Pour répondre à cette attente, le ministre de l’Education nationale a dévoilé, quelques jours avant la rentrée, un nouveau protocole sanitaire avec des règles allégées. Parmi lesquelles l’utilisation du matériel de l’école et les jeux extérieurs ou encore les consignes de distanciation physique. En effet, l’ancien protocole, mis en place au moment du déconfinement le 11 mai dernier, ne permettait pas d’accueillir tous les élèves en classe. Par exemple, seuls 15 élèves pouvaient être présents par classe en école élémentaire et uniquement 10 en maternelle.

Une présence importante des collégiens « notamment dans les zones défavorisées »

Depuis le lundi 22 juin, plus de 80% des écoliers et près de 75% de collégiens ont repris le chemin de l’école « dans la plupart des académies », a annoncé Jean-Michel Blanquer. Des disparités sont néanmoins observées entre les territoires. C’est en ville que les élèves ont pu revenir dans leurs établissements le plus facilement, avec 85% des effectifs. Dans les zones rurales, le retour en classe a été plus compliqué à organiser. Des difficultés liées au protocole sanitaire persistent, en particulier dans les transports scolaires.

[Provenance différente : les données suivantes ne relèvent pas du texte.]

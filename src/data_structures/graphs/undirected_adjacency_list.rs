use std::fmt::Display;

use log::{debug, trace};

use super::{Edge, EdgeData, EdgeRef, Graph, GraphError, Key, UndirectedGraph};

/// An undirected graph with intrusive per-vertex incidence lists.
///
/// Edge nodes live in a slab owned by the graph. Each node carries two
/// doubly-linked list links, one per endpoint, so a single node is
/// simultaneously a member of both endpoints' incidence lists. Walking the
/// incidence list of a vertex `u` follows, at every node, the link whose
/// stored endpoint equals `u`. A loop's two links both land in its vertex's
/// list, where they occupy two adjacent positions (and count two toward the
/// degree); which side sits at which position is resolved by neighbor id.
///
/// Unlike [CompressedAdjacencyArray](super::CompressedAdjacencyArray), edges
/// can be created and erased after construction; erasing splices the node out
/// of both lists in O(1). Vertex keys are never invalidated by any edge
/// operation. Edge ids are slab indices and stay stable until the edge they
/// name is erased, after which the slot may be reused.
///
/// The graph, each vertex and each edge carry an optional user value (`GV`,
/// `VV`, `EV`).
#[derive(Debug)]
pub struct UndirectedAdjacencyList<K: Key, GV = (), VV = (), EV: EdgeData = ()> {
    vertices: Vec<ListVertex<K, VV>>,
    slots: Vec<Slot<K, EV>>,
    free_head: K,
    num_edges: K,
    value: GV,
}

#[derive(Debug)]
struct ListVertex<K: Key, VV> {
    head: K,
    tail: K,
    len: K,
    value: VV,
}

impl<K: Key, VV> ListVertex<K, VV> {
    fn new(value: VV) -> Self {
        Self {
            head: K::nil(),
            tail: K::nil(),
            len: K::zero(),
            value,
        }
    }
}

#[derive(Debug)]
enum Slot<K: Key, EV> {
    Occupied(EdgeNode<K, EV>),
    Vacant { next_free: K },
}

#[derive(Debug)]
struct EdgeNode<K: Key, EV> {
    links: [EdgeLink<K>; 2],
    value: EV,
}

#[derive(Clone, Copy, Debug)]
struct EdgeLink<K: Key> {
    endpoint: K,
    prev: K,
    next: K,
}

impl<K: Key> EdgeLink<K> {
    fn detached(endpoint: K) -> Self {
        Self {
            endpoint,
            prev: K::nil(),
            next: K::nil(),
        }
    }
}

impl<K: Key, EV> EdgeNode<K, EV> {
    /// The link threaded through `owner`'s incidence list.
    ///
    /// Only meaningful for a non-loop node. A loop's two links both land in
    /// the same list, so callers must resolve the side positionally via
    /// [side_after](Self::side_after) or [side_before](Self::side_before).
    fn link(&self, owner: K) -> &EdgeLink<K> {
        if self.links[0].endpoint == owner {
            &self.links[0]
        } else {
            &self.links[1]
        }
    }

    /// The side of this node occupying the position in `owner`'s list whose
    /// predecessor is `prev`.
    ///
    /// The endpoint decides for a non-loop node. A loop occupies two
    /// positions of the same list, so its sides are told apart by the
    /// predecessor id instead.
    fn side_after(&self, owner: K, prev: K) -> usize {
        if self.is_loop() {
            usize::from(self.links[0].prev != prev)
        } else if self.links[0].endpoint == owner {
            0
        } else {
            1
        }
    }

    /// The side of this node occupying the position in `owner`'s list whose
    /// successor is `next`.
    fn side_before(&self, owner: K, next: K) -> usize {
        if self.is_loop() {
            usize::from(self.links[0].next != next)
        } else if self.links[0].endpoint == owner {
            0
        } else {
            1
        }
    }

    /// The endpoint opposite `owner`.
    fn other(&self, owner: K) -> K {
        if self.links[0].endpoint == owner {
            self.links[1].endpoint
        } else {
            self.links[0].endpoint
        }
    }

    fn is_loop(&self) -> bool {
        self.links[0].endpoint == self.links[1].endpoint
    }
}
use log::debug;

use crate::data_structures::{
    graphs::{EdgeData, EdgeRef, EdgeWeight, Graph},
    Key,
};

use super::{PathTable, ShortestDistance, ShortestPath};

/// Finds the shortest distances from `source` to every reachable vertex and
/// feeds a [ShortestDistance] record per vertex to `sink`, in vertex key
/// order. Runs in O(|V| · |E|); slower than Dijkstra but negative edge
/// weights are allowed.
///
/// With `detect_negative_cycles` set, one extra pass over the edges checks
/// whether any distance can still improve; if so a negative-sum cycle is
/// reachable from `source`, the function returns `true` and the sink is
/// never called. With `leaves_only` set, only vertices that end a maximal
/// path are reported. Unreachable vertices are never reported.
pub fn bellman_ford_shortest_distances<G, K, EV, D>(
    graph: &G,
    source: K,
    sink: &mut impl FnMut(ShortestDistance<K, D>),
    leaves_only: bool,
    detect_negative_cycles: bool,
    weight: impl Fn(&EdgeRef<K, EV>) -> D,
) -> bool
where
    G: Graph<K, EV> + ?Sized,
    K: Key,
    EV: EdgeData,
    D: EdgeWeight,
{
    match relax(graph, source, leaves_only, detect_negative_cycles, weight) {
        Some(table) => {
            table.emit_distances(source, leaves_only, sink);
            false
        }
        None => true,
    }
}

/// Like [bellman_ford_shortest_distances], but feeds a reconstructed
/// [ShortestPath] per reported vertex to `sink`. Returns `true` (emitting
/// nothing) when a reachable negative cycle is detected.
pub fn bellman_ford_shortest_paths<G, K, EV, D>(
    graph: &G,
    source: K,
    sink: &mut impl FnMut(ShortestPath<K, D>),
    leaves_only: bool,
    detect_negative_cycles: bool,
    weight: impl Fn(&EdgeRef<K, EV>) -> D,
) -> bool
where
    G: Graph<K, EV> + ?Sized,
    K: Key,
    EV: EdgeData,
    D: EdgeWeight,
{
    match relax(graph, source, leaves_only, detect_negative_cycles, weight) {
        Some(table) => {
            table.emit_paths(source, leaves_only, sink);
            false
        }
        None => true,
    }
}

/// Runs the relaxation rounds; `None` means a reachable negative cycle was
/// detected.
fn relax<G, K, EV, D>(
    graph: &G,
    source: K,
    leaves_only: bool,
    detect_negative_cycles: bool,
    weight: impl Fn(&EdgeRef<K, EV>) -> D,
) -> Option<PathTable<K, D>>
where
    G: Graph<K, EV> + ?Sized,
    K: Key,
    EV: EdgeData,
    D: EdgeWeight,
{
    let num_vertices = graph.num_vertices().index();
    let mut table = PathTable::new(num_vertices, source);

    // |V|-1 rounds over the global edge iteration, leaving early once a
    // round stops improving anything
    let mut changed = true;
    for _ in 1..num_vertices {
        if !changed {
            break;
        }
        changed = false;

        for e in graph.edges() {
            let Some(u_dist) = table.distance[e.source.index()] else {
                continue;
            };
            let v_dist = u_dist + weight(&e);
            if table.distance[e.target.index()].is_none_or(|old| v_dist < old) {
                table.distance[e.target.index()] = Some(v_dist);
                table.predecessor[e.target.index()] = e.source;
                changed = true;
            }
        }
    }

    if leaves_only {
        let reached = table.distance.iter().filter(|d| d.is_some()).count();
        for (index, distance) in table.distance.iter().enumerate() {
            if distance.is_some() {
                table.leaf.insert(index);
            }
        }
        // every vertex with an outgoing edge is previous to some other
        // vertex; an isolated reachable source stays its own leaf
        if reached > 1 {
            for e in graph.edges() {
                table.leaf.set(e.source.index(), false);
            }
        }
    }

    if detect_negative_cycles {
        for e in graph.edges() {
            let Some(u_dist) = table.distance[e.source.index()] else {
                continue;
            };
            if table.distance[e.target.index()].is_none_or(|old| u_dist + weight(&e) < old) {
                debug!(
                    "negative cycle: edge {} -> {} can still be relaxed",
                    e.source, e.target
                );
                return None;
            }
        }
    }

    Some(table)
}

#[cfg(test)]
mod test {
    use crate::data_structures::graphs::tests::germany;
    use crate::data_structures::graphs::CompressedAdjacencyArray;

    use super::super::dijkstra::dijkstra_shortest_distances;
    use super::*;

    fn km(e: &EdgeRef<u32, i32>) -> i32 {
        e.value
    }

    #[test]
    fn test_directed_distances_from_frankfurt() {
        let graph = germany::directed();

        let mut records = Vec::new();
        let cyclic = bellman_ford_shortest_distances(
            &graph,
            germany::FRANKFURT,
            &mut |r| records.push(r),
            false,
            true,
            km,
        );

        assert!(!cyclic);
        let got: Vec<(u32, i32)> = records.iter().map(|r| (r.target, r.distance)).collect();
        assert_eq!(
            got,
            [
                (0, 415),
                (1, 403),
                (2, 0),
                (3, 165),
                (4, 173),
                (5, 85),
                (6, 487),
                (7, 320),
                (8, 503),
                (9, 217),
            ]
        );
    }

    #[test]
    fn test_directed_leaves_from_frankfurt() {
        let graph = germany::directed();

        let mut records = Vec::new();
        let cyclic = bellman_ford_shortest_distances(
            &graph,
            germany::FRANKFURT,
            &mut |r| records.push(r),
            true,
            true,
            km,
        );

        assert!(!cyclic);
        let got: Vec<(u32, i32)> = records.iter().map(|r| (r.target, r.distance)).collect();
        assert_eq!(got, [(1, 403), (6, 487), (8, 503)]);
    }

    #[test]
    fn test_paths_match_dijkstra_on_the_undirected_routes() {
        let graph = germany::undirected();

        let mut records = Vec::new();
        let cyclic = bellman_ford_shortest_paths(
            &graph,
            germany::FRANKFURT,
            &mut |r| records.push(r),
            false,
            true,
            km,
        );

        assert!(!cyclic);
        let distances: Vec<(u32, i32)> = records
            .iter()
            .map(|r| (*r.path.last().unwrap(), r.distance))
            .collect();
        assert_eq!(
            distances,
            [
                (0, 415),
                (1, 403),
                (2, 0),
                (3, 165),
                (4, 173),
                (5, 85),
                (6, 487),
                (7, 320),
                (8, 503),
                (9, 217),
            ]
        );
        for record in &records {
            assert_eq!(record.path.first(), Some(&germany::FRANKFURT));
        }
    }

    #[test]
    fn test_negative_weights_without_a_cycle() {
        let graph: CompressedAdjacencyArray<u32, (), (), i32> =
            CompressedAdjacencyArray::try_from_edges(
                &[(0u32, 1u32, 5i32), (0, 2, 2), (1, 2, -4), (2, 3, 1)],
                (),
            )
            .unwrap();

        let mut records = Vec::new();
        let cyclic =
            bellman_ford_shortest_distances(&graph, 0, &mut |r| records.push(r), false, true, km);

        assert!(!cyclic);
        let got: Vec<(u32, i32)> = records.iter().map(|r| (r.target, r.distance)).collect();
        // 0 -> 1 -> 2 beats the direct 0 -> 2 road
        assert_eq!(got, [(0, 0), (1, 5), (2, 1), (3, 2)]);
    }

    #[test]
    fn test_negative_cycle_is_reported_and_nothing_is_emitted() {
        let graph: CompressedAdjacencyArray<u32, (), (), i32> =
            CompressedAdjacencyArray::try_from_edges(
                &[(0u32, 1u32, 4i32), (1, 2, -6), (2, 0, 1)],
                (),
            )
            .unwrap();

        let mut distances = Vec::new();
        assert!(bellman_ford_shortest_distances(
            &graph,
            0,
            &mut |r| distances.push(r),
            false,
            true,
            km,
        ));
        assert!(distances.is_empty());

        let mut paths = Vec::new();
        assert!(bellman_ford_shortest_paths(
            &graph,
            0,
            &mut |r: ShortestPath<u32, i32>| paths.push(r),
            false,
            true,
            km,
        ));
        assert!(paths.is_empty());
    }

    #[test]
    fn test_unreachable_negative_cycle_is_not_reported() {
        // the 3 -> 4 -> 3 cycle is negative but not reachable from 0
        let graph: CompressedAdjacencyArray<u32, (), (), i32> =
            CompressedAdjacencyArray::try_from_edges(
                &[(0u32, 1u32, 2i32), (3, 4, -5), (4, 3, 1)],
                (),
            )
            .unwrap();

        let mut records = Vec::new();
        let cyclic =
            bellman_ford_shortest_distances(&graph, 0, &mut |r| records.push(r), false, true, km);

        assert!(!cyclic);
        let got: Vec<(u32, i32)> = records.iter().map(|r| (r.target, r.distance)).collect();
        assert_eq!(got, [(0, 0), (1, 2)]);
    }

    #[test]
    fn test_detection_can_be_disabled() {
        let graph: CompressedAdjacencyArray<u32, (), (), i32> =
            CompressedAdjacencyArray::try_from_edges(
                &[(0u32, 1u32, 4i32), (1, 2, -6), (2, 0, 1)],
                (),
            )
            .unwrap();

        let mut records = Vec::new();
        let cyclic =
            bellman_ford_shortest_distances(&graph, 0, &mut |r| records.push(r), false, false, km);

        assert!(!cyclic);
        assert_eq!(records.len(), 3);
    }

    #[test]
    fn test_agrees_with_dijkstra_on_non_negative_weights() {
        let graph = germany::directed();

        let mut dijkstra = Vec::new();
        dijkstra_shortest_distances(
            &graph,
            germany::FRANKFURT,
            &mut |r| dijkstra.push(r),
            false,
            km,
        );

        let mut bellman_ford = Vec::new();
        bellman_ford_shortest_distances(
            &graph,
            germany::FRANKFURT,
            &mut |r| bellman_ford.push(r),
            false,
            true,
            km,
        );

        assert_eq!(dijkstra, bellman_ford);
    }

    #[test]
    fn test_agrees_with_dijkstra_on_random_graphs() {
        use rand::distributions::Uniform;

        use crate::data_generators::graphs::random_directed;

        let weights = Uniform::new(1u32, 100);
        for seed in 0..8 {
            let graph = random_directed::<u32, u32>(40, 0.15, &weights, seed);

            let mut dijkstra = Vec::new();
            dijkstra_shortest_distances(&graph, 0, &mut |r| dijkstra.push(r), false, |e| e.value);

            let mut bellman_ford = Vec::new();
            bellman_ford_shortest_distances(
                &graph,
                0,
                &mut |r| bellman_ford.push(r),
                false,
                true,
                |e| e.value,
            );

            assert_eq!(dijkstra, bellman_ford);
        }
    }
}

Le ministre de l’Education nationale a également souligné que « davantage de collégiens sont présents en classe, en cette fin de mois de juin, que les années précédentes à la même époque » et notamment « dans les zones défavorisées ». En effet, au collège, à cette période de l’année, les deux dernières semaines de juin sont moins fréquentées en raison de la tenue des épreuves du brevet. Or, cette année, suite à l’épidémie du coronavirus, cet examen a été annulé et validé en contrôle continu.